The 29-year-old Japanese woman grew up with middle-class parents in Japan and graduated from junior college. She had a history of eating disorders and anxiety in her teens. Her parents and relatives had no history of psychiatric disorders. She married a healthy man at the age of 29 years and lived with him without financial difficulties. Soon thereafter, she had her first unplanned pregnancy. Since her husband and her parents were pleased with the pregnancy, she welcomed it. However, she was indifferent to her fetus owing to her unreadiness of childbearing and fear of the forthcoming delivery. She gave birth to a healthy full-term baby girl. After discharge from the maternity hospital on the fifth postpartum day, she stayed at her parents’ home and raised her baby with the baby’s grandparents’ support. She was anxious regarding her infant’s health and growth. Two weeks postpartum, she experienced depressive mood and insomnia. She felt especially distressed about her baby crying at night. Subsequently, she was referred to our clinic by the midwives and visited 1 month postpartum. She was diagnosed with perinatal depression and prescribed sertraline. After her depression improved with medication, she was often frustrated with the baby. Although she left her parent’s home and started living with her husband and her baby 5 months postpartum, she still required her mother’s help for babysitting long after that.

Returning to a woman’s parents’ home for a few months to give birth, usually 1 month before delivery and a couple of months after giving birth, is a culturally accepted traditional Japanese perinatal care style. However, she required her mother’s baby care support for a longer period than usual. She finally recovered from depression and discontinued her medication 1 year postpartum.

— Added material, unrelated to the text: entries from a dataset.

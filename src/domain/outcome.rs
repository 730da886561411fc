use crate::domain::ContentRecord;
use crate::error::SourceError;

/// What a source adapter produced for one fetch.
#[derive(Debug, Clone, PartialEq, Eq)]
pub enum SourceOutcome {
    Records(Vec<ContentRecord>),
    Empty,
    Failed(SourceError),
}

impl SourceOutcome {
    /// Wraps a batch, collapsing an empty one to `Empty`.
    #[must_use]
    pub fn from_records(records: Vec<ContentRecord>) -> Self {
        if records.is_empty() {
            SourceOutcome::Empty
        } else {
            SourceOutcome::Records(records)
        }
    }

    #[must_use]
    pub fn len(&self) -> usize {
        match self {
            SourceOutcome::Records(records) => records.len(),
            SourceOutcome::Empty | SourceOutcome::Failed(_) => 0,
        }
    }

    #[must_use]
    pub fn is_empty(&self) -> bool {
        self.len() == 0
    }

    #[must_use]
    pub fn into_records(self) -> Vec<ContentRecord> {
        match self {
            SourceOutcome::Records(records) => records,
            SourceOutcome::Empty | SourceOutcome::Failed(_) => Vec::new(),
        }
    }
}
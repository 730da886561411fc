mod router;
pub mod server;
mod state;
pub mod tracing;

pub use router::catalog_router;
pub use state::AppState;

use crate::config::Config;
use crate::error::CatalogError;
use tokio_util::sync::CancellationToken;

/// Application entry point. Initializes tracing and configuration, then
/// either serves the catalog or runs the one-shot `refresh` command.
pub async fn run() -> Result<(), CatalogError> {
    tracing::init_tracing();
    tracing::install_panic_hook();

    let config = Config::from_env()?;
    ::tracing::info!("Loaded settings");

    let state = AppState::from_config(&config).await?;

    // One-shot scrape for cron jobs and manual reseeding.
    if std::env::args().nth(1).as_deref() == Some("refresh") {
        let report = state.orchestrator.force_refresh().await;
        state.orchestrator.drain_exports().await;
        if report.persisted_any() {
            std::process::exit(0)
        }
        eprintln!("Refresh persisted no records");
        std::process::exit(1)
    }

    let shutdown_token = CancellationToken::new();
    let app = router::catalog_router(state.query);
    server::serve(app, config.http_bind(), shutdown_token).await?;

    state.orchestrator.drain_exports().await;
    Ok(())
}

One year after the first birth, she became pregnant with her second child. However, despite the planned pregnancy, she regretted it when she discovered it. She had severe hyperemesis gravidarum, a depressive mood, and no affection for her fetus. She delivered a healthy, full-term baby girl. After birth, the mother experienced insomnia, anxiety, and depression. On the fourth postpartum day, she revisited our clinic and was diagnosed with depression once more, which was milder than the first time. She was treated with sertraline for a year. She stayed at her parents’ home for baby care and support for 5 months. Although she was frustrated by the second baby’s crying, the baby was easy to soothe. Meanwhile, she was often angry at the older child. After she returned home, she cared for the second child, while the grandmother and her husband cared for the first child and helped with other housework.

One year after the second birth, she discovered that she had an unplanned third pregnancy. Although she was unhappy about the pregnancy, she refused to get an abortion recommended by her husband. The couple agreed to continue with the pregnancy. She gave birth to a healthy boy and stayed with her three children at her parent’s home for 6 months. Her depression re-occurred second week postpartum, and she reduced her childcare burden earlier by discontinuing breastfeeding and switching to formula. She was treated with sertraline for 2 years for depression, irritability, and insomnia caused by the stress of raising three children.

3 Assessments

3.1 General assessment

We conducted a clinical psychiatric interview with this woman and made a diagnosis using the DSM-5. Her three children were each assessed during this study period using a standard mental health screening tool of Japanese public health, which included assessments for physical growth, feeding/eating, sleeping regulation, motor activity, emotional expression, social communication and interaction, language and cognition.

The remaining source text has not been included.